WHAT YOU ARE ASKED TO DO: Report back every line of the entries that contains "before", exactly as written.

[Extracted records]

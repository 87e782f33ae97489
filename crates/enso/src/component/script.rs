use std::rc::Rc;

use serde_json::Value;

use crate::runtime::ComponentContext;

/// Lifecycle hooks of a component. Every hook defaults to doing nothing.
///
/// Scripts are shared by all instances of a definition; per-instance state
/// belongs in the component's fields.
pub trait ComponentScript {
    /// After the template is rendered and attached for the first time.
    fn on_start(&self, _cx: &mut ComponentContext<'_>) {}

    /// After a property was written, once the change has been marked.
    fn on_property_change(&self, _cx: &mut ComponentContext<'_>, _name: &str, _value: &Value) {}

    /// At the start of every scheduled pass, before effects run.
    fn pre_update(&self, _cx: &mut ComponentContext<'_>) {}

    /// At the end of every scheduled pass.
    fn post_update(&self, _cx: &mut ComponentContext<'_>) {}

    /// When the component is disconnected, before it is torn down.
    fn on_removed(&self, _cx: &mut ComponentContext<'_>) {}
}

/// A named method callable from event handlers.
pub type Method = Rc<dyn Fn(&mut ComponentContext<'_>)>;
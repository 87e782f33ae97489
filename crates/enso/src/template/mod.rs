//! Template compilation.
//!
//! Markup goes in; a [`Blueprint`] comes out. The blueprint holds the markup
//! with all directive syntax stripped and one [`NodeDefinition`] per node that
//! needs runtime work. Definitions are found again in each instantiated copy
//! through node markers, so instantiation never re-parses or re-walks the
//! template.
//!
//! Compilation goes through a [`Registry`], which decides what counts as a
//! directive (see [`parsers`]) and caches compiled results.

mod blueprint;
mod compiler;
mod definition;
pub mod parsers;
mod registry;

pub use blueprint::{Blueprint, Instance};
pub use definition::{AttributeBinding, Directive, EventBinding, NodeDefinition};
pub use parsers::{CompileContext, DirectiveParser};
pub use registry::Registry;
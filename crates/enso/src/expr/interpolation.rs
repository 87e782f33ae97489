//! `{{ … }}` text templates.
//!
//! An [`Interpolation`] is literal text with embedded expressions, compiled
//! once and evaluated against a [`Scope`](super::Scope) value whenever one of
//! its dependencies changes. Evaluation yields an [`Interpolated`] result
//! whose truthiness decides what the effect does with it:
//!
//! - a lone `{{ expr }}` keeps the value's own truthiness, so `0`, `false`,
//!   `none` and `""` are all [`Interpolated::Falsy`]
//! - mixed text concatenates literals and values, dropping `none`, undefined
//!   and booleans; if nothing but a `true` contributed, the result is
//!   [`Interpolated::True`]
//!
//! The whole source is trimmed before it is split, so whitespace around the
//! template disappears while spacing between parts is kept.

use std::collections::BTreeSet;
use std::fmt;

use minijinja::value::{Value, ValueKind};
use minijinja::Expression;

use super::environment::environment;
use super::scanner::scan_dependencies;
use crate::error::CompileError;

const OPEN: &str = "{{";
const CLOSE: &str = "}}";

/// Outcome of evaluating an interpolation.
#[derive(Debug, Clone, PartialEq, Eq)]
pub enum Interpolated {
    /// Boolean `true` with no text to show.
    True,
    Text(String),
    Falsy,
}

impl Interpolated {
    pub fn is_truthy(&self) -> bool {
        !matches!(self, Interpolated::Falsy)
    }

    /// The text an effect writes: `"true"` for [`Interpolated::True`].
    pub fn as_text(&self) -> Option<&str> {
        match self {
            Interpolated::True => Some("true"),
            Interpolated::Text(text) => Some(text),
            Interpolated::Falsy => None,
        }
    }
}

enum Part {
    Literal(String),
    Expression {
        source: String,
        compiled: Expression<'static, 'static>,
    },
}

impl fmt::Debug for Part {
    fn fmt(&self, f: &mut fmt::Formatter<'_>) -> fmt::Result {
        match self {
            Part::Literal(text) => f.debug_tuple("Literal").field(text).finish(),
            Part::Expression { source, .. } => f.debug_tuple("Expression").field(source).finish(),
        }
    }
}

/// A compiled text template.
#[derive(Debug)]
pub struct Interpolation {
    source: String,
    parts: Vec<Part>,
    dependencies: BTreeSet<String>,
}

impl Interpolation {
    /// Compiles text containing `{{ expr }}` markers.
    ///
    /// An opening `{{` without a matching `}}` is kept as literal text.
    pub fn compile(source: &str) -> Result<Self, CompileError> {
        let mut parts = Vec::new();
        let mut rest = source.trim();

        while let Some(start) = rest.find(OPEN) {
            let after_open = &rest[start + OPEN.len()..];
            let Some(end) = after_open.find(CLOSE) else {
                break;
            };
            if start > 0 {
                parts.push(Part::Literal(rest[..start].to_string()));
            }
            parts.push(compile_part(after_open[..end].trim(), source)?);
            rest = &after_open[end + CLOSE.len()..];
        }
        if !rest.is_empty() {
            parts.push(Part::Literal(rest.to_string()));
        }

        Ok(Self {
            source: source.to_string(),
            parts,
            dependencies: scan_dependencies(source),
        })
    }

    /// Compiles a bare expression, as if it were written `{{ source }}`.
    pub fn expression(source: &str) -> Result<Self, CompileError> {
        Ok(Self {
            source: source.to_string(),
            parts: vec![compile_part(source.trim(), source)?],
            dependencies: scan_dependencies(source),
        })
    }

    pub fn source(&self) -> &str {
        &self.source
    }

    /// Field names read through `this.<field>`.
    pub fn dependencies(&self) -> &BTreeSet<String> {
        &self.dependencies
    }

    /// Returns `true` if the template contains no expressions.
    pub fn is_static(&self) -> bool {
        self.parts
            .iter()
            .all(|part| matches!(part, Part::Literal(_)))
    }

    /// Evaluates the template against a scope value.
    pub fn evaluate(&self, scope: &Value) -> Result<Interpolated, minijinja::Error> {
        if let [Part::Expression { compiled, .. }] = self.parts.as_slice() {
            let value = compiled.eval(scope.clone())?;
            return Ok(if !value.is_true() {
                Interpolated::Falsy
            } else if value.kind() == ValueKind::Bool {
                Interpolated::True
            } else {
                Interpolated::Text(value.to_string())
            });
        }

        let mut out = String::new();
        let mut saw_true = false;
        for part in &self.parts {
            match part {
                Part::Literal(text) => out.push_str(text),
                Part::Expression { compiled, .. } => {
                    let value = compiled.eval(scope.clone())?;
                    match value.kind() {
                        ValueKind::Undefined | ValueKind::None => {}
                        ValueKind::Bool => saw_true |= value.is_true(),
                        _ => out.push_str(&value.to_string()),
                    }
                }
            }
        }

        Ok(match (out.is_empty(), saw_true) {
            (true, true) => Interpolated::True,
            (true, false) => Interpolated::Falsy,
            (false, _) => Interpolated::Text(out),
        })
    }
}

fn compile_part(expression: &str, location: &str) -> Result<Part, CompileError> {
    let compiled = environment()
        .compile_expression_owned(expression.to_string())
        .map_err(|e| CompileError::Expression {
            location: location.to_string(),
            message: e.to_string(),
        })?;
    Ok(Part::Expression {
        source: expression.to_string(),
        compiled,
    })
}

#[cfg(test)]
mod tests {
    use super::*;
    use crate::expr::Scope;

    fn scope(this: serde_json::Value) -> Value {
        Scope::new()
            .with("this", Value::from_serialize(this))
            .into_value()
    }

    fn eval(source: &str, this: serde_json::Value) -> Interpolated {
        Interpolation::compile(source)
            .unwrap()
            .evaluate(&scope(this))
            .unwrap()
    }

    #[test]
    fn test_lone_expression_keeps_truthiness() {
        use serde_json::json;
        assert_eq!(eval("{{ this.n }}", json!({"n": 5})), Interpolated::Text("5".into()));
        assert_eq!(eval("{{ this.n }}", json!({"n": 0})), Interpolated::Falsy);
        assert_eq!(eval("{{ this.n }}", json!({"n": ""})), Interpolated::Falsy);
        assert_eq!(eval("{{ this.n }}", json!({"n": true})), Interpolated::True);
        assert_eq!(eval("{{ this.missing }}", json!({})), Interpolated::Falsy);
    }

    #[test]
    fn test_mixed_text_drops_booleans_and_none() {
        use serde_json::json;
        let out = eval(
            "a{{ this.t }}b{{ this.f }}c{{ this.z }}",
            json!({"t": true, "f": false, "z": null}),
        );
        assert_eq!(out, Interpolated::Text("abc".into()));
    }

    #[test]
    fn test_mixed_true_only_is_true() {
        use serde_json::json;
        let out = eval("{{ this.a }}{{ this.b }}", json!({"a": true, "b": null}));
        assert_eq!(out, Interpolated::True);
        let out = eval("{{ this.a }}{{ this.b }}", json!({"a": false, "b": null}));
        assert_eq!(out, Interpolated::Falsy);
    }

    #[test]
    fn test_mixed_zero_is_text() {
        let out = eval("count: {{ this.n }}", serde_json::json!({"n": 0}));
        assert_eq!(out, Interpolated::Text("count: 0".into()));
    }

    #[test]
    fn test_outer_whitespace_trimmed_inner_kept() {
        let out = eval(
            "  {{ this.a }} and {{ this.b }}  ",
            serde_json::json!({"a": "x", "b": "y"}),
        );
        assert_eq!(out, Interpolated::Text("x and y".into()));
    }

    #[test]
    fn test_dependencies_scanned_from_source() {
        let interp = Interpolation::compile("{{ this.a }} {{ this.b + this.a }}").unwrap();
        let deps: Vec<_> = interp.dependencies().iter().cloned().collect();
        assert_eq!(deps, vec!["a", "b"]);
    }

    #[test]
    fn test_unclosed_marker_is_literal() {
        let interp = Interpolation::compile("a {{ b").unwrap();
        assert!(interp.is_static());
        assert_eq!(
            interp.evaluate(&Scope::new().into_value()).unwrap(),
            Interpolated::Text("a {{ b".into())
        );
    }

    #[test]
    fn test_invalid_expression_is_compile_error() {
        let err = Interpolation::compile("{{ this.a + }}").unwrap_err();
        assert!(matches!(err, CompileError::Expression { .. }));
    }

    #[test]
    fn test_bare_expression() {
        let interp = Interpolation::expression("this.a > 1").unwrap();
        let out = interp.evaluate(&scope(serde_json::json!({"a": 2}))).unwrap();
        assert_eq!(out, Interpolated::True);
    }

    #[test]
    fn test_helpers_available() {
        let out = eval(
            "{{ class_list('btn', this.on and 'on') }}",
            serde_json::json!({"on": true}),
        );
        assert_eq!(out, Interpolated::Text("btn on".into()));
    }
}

RESULT OF THIS EXERCISE:
    /// At the start of every scheduled pass, before effects run.
    /// When the component is disconnected, before it is torn down.
//! The whole source is trimmed before it is split, so whitespace around the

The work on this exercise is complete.